** Data to process follows **

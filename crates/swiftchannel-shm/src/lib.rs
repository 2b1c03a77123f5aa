//! swiftchannel-shm: OS shared-memory regions for SwiftChannel.
//!
//! The protocol core consumes an already-mapped byte region; this crate is
//! the collaborator that produces one. Each platform implements
//! [`SharedMemory`] (create-or-open a named region, close it) and the
//! façade crate picks the implementation for the current target through
//! [`PlatformSharedMemory`].
//!
//! Channel names are plain ASCII identifiers; the platform layer decorates
//! them (`/swiftchannel_<name>` on POSIX, `Local\SwiftChannel_<name>` on
//! Windows). Region lifetime belongs to this crate: a fresh region comes
//! back zero-initialized, and dropping the handle unmaps without destroying
//! the underlying object.

use swiftchannel_core::{Error, Result};

#[cfg(unix)]
pub mod posix;
#[cfg(windows)]
pub mod windows;

#[cfg(unix)]
pub use posix::PosixSharedMemory;
#[cfg(windows)]
pub use windows::WindowsSharedMemory;

/// Shared-memory implementation for the current target.
#[cfg(unix)]
pub type PlatformSharedMemory = PosixSharedMemory;
/// Shared-memory implementation for the current target.
#[cfg(windows)]
pub type PlatformSharedMemory = WindowsSharedMemory;

/// A named, mapped shared-memory region.
///
/// Implementations map `size` zero-initialized bytes under a decorated name
/// and unmap on [`close`](SharedMemory::close) (also run on drop). Closing
/// never destroys the named object; destruction is a separate, owner-side
/// operation (e.g. [`posix::unlink`]).
pub trait SharedMemory: Sized {
    /// Map the region named `name`. With `create` set, the region is created
    /// when missing; without it, a missing region is
    /// [`Error::ChannelNotFound`].
    fn create_or_open(name: &str, size: usize, create: bool) -> Result<Self>;

    /// Unmap the region. Idempotent.
    fn close(&mut self);

    /// Base address of the mapping.
    fn as_ptr(&self) -> *mut u8;

    /// Mapped length in bytes.
    fn len(&self) -> usize;

    /// Whether the mapping is still live.
    fn is_open(&self) -> bool {
        !self.as_ptr().is_null()
    }
}

/// Maximum accepted channel-name length in bytes.
pub const MAX_NAME_LEN: usize = 128;

/// Check that `name` is a plain ASCII identifier usable on every platform.
pub fn validate_name(name: &str) -> Result<()> {
    if name.is_empty() || name.len() > MAX_NAME_LEN {
        return Err(Error::InvalidChannelName);
    }
    if !name
        .bytes()
        .all(|b| b.is_ascii_alphanumeric() || b == b'_' || b == b'-')
    {
        return Err(Error::InvalidChannelName);
    }
    Ok(())
}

** End of Data to process **

Task to carry out — Search the entries for the word "type", then copy every line in which it is found.

Response to the task —
pub type PlatformSharedMemory = PosixSharedMemory;
pub type PlatformSharedMemory = WindowsSharedMemory;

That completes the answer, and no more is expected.